Shortly after the 1989 Hillsborough Stadium disaster in Sheffield, England, sixteen people brought actions claiming to suffer a “nervous shock” as a result of learning from the media about the fatal human crush that occurred during a soccer match. The plaintiffs, most of whom were relatives of the victims, demanded compensations as secondary victims, arguing that their injury was within the “immediate aftermath”—a category recognized by British law as having been involved in the consequences of a tragic event. The court rejected the claim, but not before speculating on the hypothetical possibility of a traumatic live broadcast. Numerous claims for psychiatric injury had been filed prior to this case, yet this is probably one of the first to consider whether media could cause trauma to viewers, and consequently be compensable by law. Were such a case to be heard today, however, it might find support from recent developments in psychiatric research. For there is now a growing acceptance among mental health experts that trauma could transfer, under certain conditions, through visual media. Referring to notions such as “distant trauma,” “traumatic media exposure,” and “vicarious traumatization,” clinicians and researchers are now willing to acknowledge that witnessing disastrous events through the media could cause a reaction that complies with existing PTSD clinical criteria. How did this development come about? How does such mediated trauma manifest itself? What are its social, legal, and moral consequences? And what are the implications for our understanding of both media and trauma? These are the questions this chapter sets out to explore. Psychiatry has long been in the business of understanding how external violence affects mental processes.

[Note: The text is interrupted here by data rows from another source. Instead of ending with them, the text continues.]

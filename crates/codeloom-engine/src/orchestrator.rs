//! Two-phase generation orchestration.
//!
//! Drives one generation cycle through its phases: precondition checks,
//! a timeout-bounded architect (planning) pass, an unconditional session
//! reset with a settle pause, the coder (implementation) pass streaming
//! into the observable artifact buffer, and a single extraction step.
//!
//! One engine instance runs at most one cycle at a time (single-flight);
//! starting a new cycle cancels the previous one cooperatively and waits
//! for its cleanup to finish before publishing anything.

use std::sync::{Arc, Mutex as StdMutex};

use tokio::sync::{Mutex, watch};
use tokio::task::JoinHandle;
use tokio_util::sync::CancellationToken;

use codeloom_core::creator::Creator;
use codeloom_core::{
    Backend, CodeLanguage, EngineConfig, EngineState, GenerationParameters, GenerationRequest,
    InferenceGateway, LoomError, ModelInfo, Result, SessionId, StateCell,
};

use crate::{extract, params, prompt, stream};

/// Error-message markers for expected, recoverable runtime conditions.
/// Matching failures are logged but must never populate the error slot:
/// cancellation races, the runtime's inter-invocation race, and failures
/// re-reported through the gateway's internal stream-driver task.
const BENIGN_ERROR_MARKERS: [&str; 3] = [
    "cancelled",
    "Previous invocation still processing",
    "StreamDriver",
];

struct CycleHandle {
    cancel: CancellationToken,
    task: JoinHandle<()>,
}

/// The generation engine exposed to the presentation layer.
///
/// State is observable through [`subscribe`](Self::subscribe); all
/// mutations go through the imperative operations below. Thread-safe:
/// hold it as `Arc<GenerationEngine>`.
pub struct GenerationEngine {
    gateway: Arc<dyn InferenceGateway>,
    config: EngineConfig,
    state: StateCell,
    /// The in-flight cycle, if any. Guarded by an async mutex so
    /// single-flight handoff can await the previous task.
    current_cycle: Mutex<Option<CycleHandle>>,
    /// Specification produced by the most recent cycle, retained only as
    /// context for revisions.
    current_spec: StdMutex<Option<String>>,
    /// Style directives of the selected creator, if any.
    creator_style: StdMutex<Option<String>>,
}

impl GenerationEngine {
    pub fn new(gateway: Arc<dyn InferenceGateway>, config: EngineConfig) -> Arc<Self> {
        Arc::new(Self {
            gateway,
            config,
            state: StateCell::default(),
            current_cycle: Mutex::new(None),
            current_spec: StdMutex::new(None),
            creator_style: StdMutex::new(None),
        })
    }

    /// Registers an observer of the engine state.
    pub fn subscribe(&self) -> watch::Receiver<EngineState> {
        self.state.subscribe()
    }

    /// Returns the current state snapshot.
    pub fn state_snapshot(&self) -> EngineState {
        self.state.snapshot()
    }

    /// The specification retained from the most recent cycle, if any.
    pub fn current_spec(&self) -> Option<String> {
        self.current_spec.lock().expect("spec lock poisoned").clone()
    }

    /// Publishes the catalog's model list.
    pub fn set_available_models(&self, models: Vec<ModelInfo>) {
        self.state.update(|s| s.available_models = models);
    }

    /// Selects the model for the next load. Selecting a different model
    /// invalidates the loaded flag until the next load completes.
    pub fn select_model(&self, model: ModelInfo) {
        self.state.update(|s| {
            if s.selected_model.as_ref() != Some(&model) {
                s.is_model_loaded = false;
            }
            s.selected_model = Some(model);
        });
    }

    pub fn select_backend(&self, backend: Backend) {
        self.state.update(|s| s.selected_backend = backend);
    }

    pub fn set_prompt(&self, text: impl Into<String>) {
        let text = text.into();
        self.state.update(|s| s.prompt = text);
    }

    /// Applies a creator's style to subsequent implementation prompts.
    pub fn set_creator(&self, creator: Option<&Creator>) {
        *self.creator_style.lock().expect("style lock poisoned") =
            creator.map(|c| c.style.clone());
    }

    pub fn clear_code(&self) {
        self.state.update(|s| {
            s.generated_code.clear();
            s.language = CodeLanguage::Unknown;
        });
        *self.current_spec.lock().expect("spec lock poisoned") = None;
    }

    pub fn clear_error(&self) {
        self.state.update(|s| s.error = None);
    }

    /// Loads the selected model on the selected backend.
    ///
    /// Vision and audio towers stay disabled; code generation is text-only.
    pub async fn load_model(&self) {
        let snapshot = self.state.snapshot();
        let Some(model) = snapshot.selected_model else {
            self.state
                .update(|s| s.error = Some("Select a model first".to_string()));
            return;
        };

        self.state.update(|s| {
            s.is_loading = true;
            s.error = None;
        });

        match self
            .gateway
            .load_model(&model, snapshot.selected_backend, true, true)
            .await
        {
            Ok(()) => {
                tracing::info!("[Orchestrator] model '{}' loaded", model.id);
                self.state.update(|s| {
                    s.is_loading = false;
                    s.is_model_loaded = true;
                });
            }
            Err(err) => {
                tracing::error!("[Orchestrator] model load failed: {err}");
                self.state.update(|s| {
                    s.is_loading = false;
                    s.is_model_loaded = false;
                    s.error = Some(format!("Failed to load model: {err}"));
                });
            }
        }
    }

    /// Cancels any in-flight cycle and unloads the resident model.
    pub async fn unload_model(&self) {
        self.cancel().await;
        self.state.update(|s| s.is_loading = true);
        if let Err(err) = self.gateway.unload_model().await {
            tracing::warn!("[Orchestrator] model unload failed: {err}");
        }
        self.state.update(|s| {
            s.is_loading = false;
            s.is_model_loaded = false;
        });
    }

    /// Starts one generation cycle for `request`.
    ///
    /// Preconditions (non-blank prompt, selected and loaded model) are
    /// checked before any gateway call and fail fast into the error slot.
    /// A previous in-flight cycle is cancelled and drained first, so its
    /// cleanup runs before the new cycle publishes anything.
    pub async fn generate(self: &Arc<Self>, request: impl Into<String>) {
        let request = request.into();
        let snapshot = self.state.snapshot();

        if request.trim().is_empty() {
            self.state.update(|s| {
                s.error = Some("Describe what you want to build first".to_string());
            });
            return;
        }
        let Some(model) = snapshot.selected_model else {
            self.state
                .update(|s| s.error = Some("Select a model first".to_string()));
            return;
        };
        if !snapshot.is_model_loaded || self.gateway.loaded_model().await.is_none() {
            self.state
                .update(|s| s.error = Some("Load a model before generating".to_string()));
            return;
        }

        let mut guard = self.current_cycle.lock().await;
        if let Some(previous) = guard.take() {
            tracing::info!("[Orchestrator] cancelling previous in-flight generation");
            previous.cancel.cancel();
            let _ = previous.task.await;
        }

        let cancel = CancellationToken::new();
        let task = tokio::spawn(Self::run_cycle(
            Arc::clone(self),
            request,
            model,
            cancel.clone(),
        ));
        *guard = Some(CycleHandle { cancel, task });
    }

    /// Requests cancellation of the in-flight cycle and waits until its
    /// cleanup has run. Never populates the error slot.
    pub async fn cancel(&self) {
        let handle = self.current_cycle.lock().await.take();
        if let Some(handle) = handle {
            handle.cancel.cancel();
            let _ = handle.task.await;
        }
    }

    /// Waits for the in-flight cycle, if any, to finish.
    pub async fn wait_for_idle(&self) {
        let handle = self.current_cycle.lock().await.take();
        if let Some(handle) = handle {
            let _ = handle.task.await;
        }
    }

    /// One full generation cycle. Cleanup (parameter reset, flag reset)
    /// runs on every exit path; the task is only ever cancelled
    /// cooperatively, never aborted, so this is guaranteed.
    async fn run_cycle(
        self: Arc<Self>,
        request: String,
        model: ModelInfo,
        cancel: CancellationToken,
    ) {
        let prior_code = self.state.snapshot().generated_code;
        self.state.update(|s| {
            s.is_processing = true;
            s.is_planning = true;
            s.error = None;
        });

        let derived = params::derive_parameters(&request, &self.config);
        let outcome = match self.gateway.set_generation_parameters(derived).await {
            Ok(()) => self.run_phases(&request, &prior_code, &model, &cancel).await,
            Err(err) => Err(err),
        };

        if let Err(err) = self
            .gateway
            .set_generation_parameters(GenerationParameters::default())
            .await
        {
            tracing::warn!("[Orchestrator] failed to reset generation parameters: {err}");
        }
        self.state.update(|s| {
            s.is_processing = false;
            s.is_planning = false;
        });

        if let Err(err) = outcome {
            self.surface_failure(&err);
        } else {
            tracing::info!("[Orchestrator] generation cycle completed");
        }
    }

    /// Planning → HandoffReset → Implementing → Extracting.
    async fn run_phases(
        &self,
        request: &str,
        prior_code: &str,
        model: &ModelInfo,
        cancel: &CancellationToken,
    ) -> Result<()> {
        let spec_session = SessionId::new();
        let spec_text = self
            .run_planning(request, prior_code, model, &spec_session, cancel)
            .await?;

        // Handoff reset runs even when planning succeeded, so the coder
        // phase never observes residual architect state. The settle pause
        // mitigates the runtime's inter-invocation race and must stay.
        if let Err(err) = self.gateway.reset_session(&spec_session).await {
            tracing::warn!("[Orchestrator] handoff session reset failed: {err}");
        }
        tokio::select! {
            biased;
            _ = cancel.cancelled() => return Err(LoomError::Cancelled),
            _ = tokio::time::sleep(self.config.handoff_settle) => {}
        }

        self.state.update(|s| {
            s.is_planning = false;
            s.generated_code.clear();
            s.language = CodeLanguage::Unknown;
        });

        let style = self
            .creator_style
            .lock()
            .expect("style lock poisoned")
            .clone();
        let revision = prompt::is_revision(request, prior_code);
        let coder = if spec_text.trim().is_empty() {
            tracing::info!("[Orchestrator] empty specification, using direct prompt fallback");
            prompt::direct_prompt(request, style.as_deref())?
        } else {
            prompt::coder_prompt(&spec_text, request, revision, style.as_deref())?
        };
        *self.current_spec.lock().expect("spec lock poisoned") = if spec_text.trim().is_empty() {
            None
        } else {
            Some(spec_text)
        };

        let code_session = SessionId::new();
        let token_stream = self
            .gateway
            .generate_stream(GenerationRequest::new(coder, model.id.clone(), code_session))
            .await?;

        let mut buffer = String::new();
        let state = &self.state;
        stream::accumulate(token_stream, cancel, &mut buffer, |full| {
            state.update(|s| s.generated_code = full.to_string());
        })
        .await?;

        let artifact = extract::extract(&buffer);
        self.state.update(|s| {
            s.generated_code = artifact.code;
            s.language = artifact.language;
        });
        Ok(())
    }

    /// Architect pass under the planning time budget.
    ///
    /// Timeout and runtime failures here are expected, recoverable
    /// conditions: the cycle continues with an empty specification and the
    /// stuck session is reset best-effort. Cancellation propagates.
    async fn run_planning(
        &self,
        request: &str,
        prior_code: &str,
        model: &ModelInfo,
        session: &SessionId,
        cancel: &CancellationToken,
    ) -> Result<String> {
        let prior = if prompt::is_revision(request, prior_code) {
            Some(prior_code)
        } else {
            None
        };
        let architect = prompt::architect_prompt(request, prior)?;

        let drive = async {
            let token_stream = self
                .gateway
                .generate_stream(GenerationRequest::new(
                    architect,
                    model.id.clone(),
                    session.clone(),
                ))
                .await?;
            let mut scratch = String::new();
            stream::accumulate(token_stream, cancel, &mut scratch, |_| {}).await?;
            Ok::<String, LoomError>(scratch)
        };

        match tokio::time::timeout(self.config.plan_timeout, drive).await {
            Ok(Ok(spec_text)) => {
                tracing::debug!(
                    "[Orchestrator] planning produced {} chars of specification",
                    spec_text.len()
                );
                Ok(spec_text)
            }
            Ok(Err(err)) if err.is_cancellation() => Err(LoomError::Cancelled),
            Ok(Err(err)) => {
                tracing::warn!("[Orchestrator] planning failed, continuing without spec: {err}");
                self.best_effort_reset(session).await;
                Ok(String::new())
            }
            Err(_elapsed) => {
                tracing::warn!(
                    "[Orchestrator] planning exceeded {:?}, continuing without spec",
                    self.config.plan_timeout
                );
                self.best_effort_reset(session).await;
                Ok(String::new())
            }
        }
    }

    async fn best_effort_reset(&self, session: &SessionId) {
        if let Err(err) = self.gateway.reset_session(session).await {
            tracing::warn!("[Orchestrator] session reset after failed planning: {err}");
        }
    }

    /// Applies the failure taxonomy: cancellation and benign runtime races
    /// are logged only; everything else is surfaced verbatim, with a
    /// generic fallback for blank messages.
    fn surface_failure(&self, err: &LoomError) {
        if err.is_cancellation() {
            tracing::debug!("[Orchestrator] generation cancelled");
            return;
        }
        // Runtime failures are surfaced with their own message, verbatim.
        let message = match err {
            LoomError::Gateway(inner) => inner.clone(),
            other => other.to_string(),
        };
        if BENIGN_ERROR_MARKERS
            .iter()
            .any(|marker| message.contains(marker))
        {
            tracing::warn!("[Orchestrator] suppressed benign generation error: {message}");
            return;
        }
        let shown = if message.trim().is_empty() {
            "Generation failed".to_string()
        } else {
            message
        };
        self.state.update(|s| s.error = Some(shown));
    }
}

While operating under various nomenclatures, modern conceptions of trauma have dovetailed with modern developments in technology and warfare. As already noted earlier in this book, trauma is a central theme in the grand narrative of the shock of modernity.
屏幕上的创伤
1989年英国谢菲尔德希尔斯堡体育场发生灾难后不久,有16人提起诉讼,声称他们从媒体上得知足球比赛中发生的致命踩踏事件后,遭受了“神经休克”。原告大多是受害者的亲属,他们要求作为次要受害者获得赔偿,辩称他们的伤害属于“直接后果”——这是英国法律所承认的悲剧事件的后果。法院驳回了这一要求,但在此之前,法院推测了现场直播可能造成的创伤。在这起案件之前,已经有许多关于精神伤害的索赔,但这可能是第一个考虑媒体是否会对观众造成创伤,并因此得到法律赔偿的案件之一。然而,如果这样的案例在今天被听到,它可能会从精神病学研究的最新进展中得到支持。因为现在越来越多的心理健康专家接受,在某些条件下,创伤可以通过视觉媒体转移。提到诸如“远距离创伤”、“创伤性媒体暴露”和“替代性创伤”等概念,临床医生和研究人员现在愿意承认,通过媒体目睹灾难性事件可能会导致符合现有PTSD临床标准的反应。这种发展是如何产生的?这种介导的创伤是如何表现出来的?它的社会、法律和道德后果是什么?这对我们理解媒体和创伤的意义是什么?这些都是本章要探讨的问题。长期以来,精神病学一直致力于了解外部暴力如何影响心理过程。虽然在不同的术语下运作,但现代创伤概念与现代技术和战争的发展相吻合。正如本书前面已经提到的,创伤是现代性冲击宏大叙事的中心主题。
本文章由计算机程序翻译,如有差异,请以英文原文为准。